Let me be blunt. We are at a housing crossroads. The housing boom in Ravenna happened prior to 1939 making the majority of our housing stock over 70 years old. Constructing one percent of the housing stock between 2000 and 2010 allowed us to maintain our population. Because the majority of our homes are more than 70 years old, we know that a larger percentage is going to be falling off the market over the next 2-3 decades. Constructing one percent each year is not going to be enough to maintain our current population, let alone grow our community. Try 2%, maybe more.
The other challenge we face is the type of homes buyers find in Ravenna. We have a housing shortage of homes in the value range of $50k - $150k, which is the range most people are interested in purchasing. There are a handful of lots available for infill development as well as several uninhabitable homes that could be cleared and made ready for infill housing development. The City has done a good job of cleaning up some of the dilapidated properties in town. Demolishing these uninhabitable homes opens up lots for potential infill development and helps clear up a few of the eye-sores around the community. The homes that are removed must be replaced somewhere in the community in order to maintain a healthy housing market in and to provide homes for potential residents.
Homes follow jobs and vice versa. If more jobs are created in Ravenna, new housing and more home sales will follow.

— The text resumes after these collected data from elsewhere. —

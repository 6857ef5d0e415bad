use serde::{Deserialize, Serialize};
use serde_json::{Value, json};
use thiserror::Error;

use screen_spec::{
    AnswerMap, ErrorMap, QuestionnaireSpec, SchemaError, ScreenSpec, build_render_payload,
    check_questionnaire, render_json_ui as screen_render_json_ui,
    render_text as screen_render_text,
};

const DEFAULT_QUESTIONNAIRE: &str = include_str!("../../screen-spec/tests/fixtures/intake.json");

#[derive(Debug, Error)]
enum ComponentError {
    #[error("failed to parse config: {0}")]
    ConfigParse(#[source] serde_json::Error),
    #[error("invalid questionnaire: {0}")]
    Schema(#[from] SchemaError),
    #[error("screen '{0}' is not available")]
    ScreenUnavailable(String),
    #[error("json encode error: {0}")]
    JsonEncode(#[source] serde_json::Error),
}

#[derive(Debug, Deserialize, Serialize, Default)]
struct ComponentConfig {
    #[serde(default)]
    questionnaire_json: Option<String>,
}

fn load_questionnaire(config_json: &str) -> Result<QuestionnaireSpec, ComponentError> {
    let config = if config_json.trim().is_empty() {
        ComponentConfig::default()
    } else {
        serde_json::from_str(config_json).map_err(ComponentError::ConfigParse)?
    };

    let spec_json = config
        .questionnaire_json
        .as_deref()
        .unwrap_or(DEFAULT_QUESTIONNAIRE);

    let spec = QuestionnaireSpec::from_json(spec_json)?;
    tracing::debug!(questionnaire = %spec.id, screens = spec.screens.len(), "questionnaire loaded");
    Ok(spec)
}

fn ensure_screen(config_json: &str, screen_id: &str) -> Result<ScreenSpec, ComponentError> {
    load_questionnaire(config_json)?
        .screens
        .into_iter()
        .find(|screen| screen.id == screen_id)
        .ok_or_else(|| ComponentError::ScreenUnavailable(screen_id.to_string()))
}

fn parse_answers(answers_json: &str) -> AnswerMap {
    serde_json::from_str(answers_json)
        .map(AnswerMap::from_value)
        .unwrap_or_default()
}

fn parse_errors(errors_json: &str) -> ErrorMap {
    let mut errors = ErrorMap::new();
    if let Ok(Value::Object(map)) = serde_json::from_str::<Value>(errors_json) {
        for (field_id, message) in map {
            if let Value::String(message) = message {
                errors.insert(field_id, message);
            }
        }
    }
    errors
}

fn respond(result: Result<Value, ComponentError>) -> String {
    match result {
        Ok(value) => serde_json::to_string(&value).unwrap_or_else(|error| {
            json!({"error": format!("json encode: {}", error)}).to_string()
        }),
        Err(err) => json!({ "error": err.to_string() }).to_string(),
    }
}

fn respond_string(result: Result<String, ComponentError>) -> String {
    match result {
        Ok(value) => value,
        Err(err) => json!({ "error": err.to_string() }).to_string(),
    }
}

/// The screen definition as JSON.
pub fn describe(config_json: &str, screen_id: &str) -> String {
    respond(
        ensure_screen(config_json, screen_id)
            .and_then(|screen| serde_json::to_value(screen).map_err(ComponentError::JsonEncode)),
    )
}

/// Authoring checks over the whole questionnaire.
pub fn check_schema(config_json: &str) -> String {
    respond(load_questionnaire(config_json).and_then(|spec| {
        check_questionnaire(&spec)?;
        Ok(json!({ "ok": true, "screens": spec.screens.len() }))
    }))
}

/// Submit-time validation of a screen.
pub fn validate_screen(config_json: &str, screen_id: &str, answers_json: &str) -> String {
    respond(ensure_screen(config_json, screen_id).and_then(|screen| {
        let answers = parse_answers(answers_json);
        serde_json::to_value(screen.validate(&answers)).map_err(ComponentError::JsonEncode)
    }))
}

/// Blur-time validation of one field.
pub fn validate_field(
    config_json: &str,
    screen_id: &str,
    field_id: &str,
    answers_json: &str,
) -> String {
    respond(ensure_screen(config_json, screen_id).map(|screen| {
        let answers = parse_answers(answers_json);
        json!({
            "field_id": field_id,
            "error": screen.validate_field(field_id, &answers),
        })
    }))
}

/// Live completeness for enabling the continue control.
pub fn check_complete(config_json: &str, screen_id: &str, answers_json: &str) -> String {
    respond(ensure_screen(config_json, screen_id).map(|screen| {
        let answers = parse_answers(answers_json);
        json!({
            "complete": screen.is_complete(&answers),
            "progress": screen.progress(&answers),
        })
    }))
}

pub fn render_json_ui(
    config_json: &str,
    screen_id: &str,
    answers_json: &str,
    errors_json: &str,
) -> String {
    respond(ensure_screen(config_json, screen_id).map(|screen| {
        let payload = build_render_payload(
            &screen,
            &parse_answers(answers_json),
            &parse_errors(errors_json),
        );
        screen_render_json_ui(&payload)
    }))
}

pub fn render_text(
    config_json: &str,
    screen_id: &str,
    answers_json: &str,
    errors_json: &str,
) -> String {
    respond_string(ensure_screen(config_json, screen_id).map(|screen| {
        let payload = build_render_payload(
            &screen,
            &parse_answers(answers_json),
            &parse_errors(errors_json),
        );
        screen_render_text(&payload)
    }))
}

You as the voters, City Hall, and REDC have begun putting the pieces together in order to spur job creation. It is our goal to utilize the framework we are constructing to create local jobs over the next decade. Housing is a piece of this puzzle. If we want to attract young families, for example, we need a range of affordable housing, including rentals. Why wait for the jobs to pursue housing development? We have the jobs; just consider how many people commute to Ravenna for work and spend their paychecks back in their own communities. There have been no new homes constructed in Ravenna since 2010 and we must work to reverse this trend.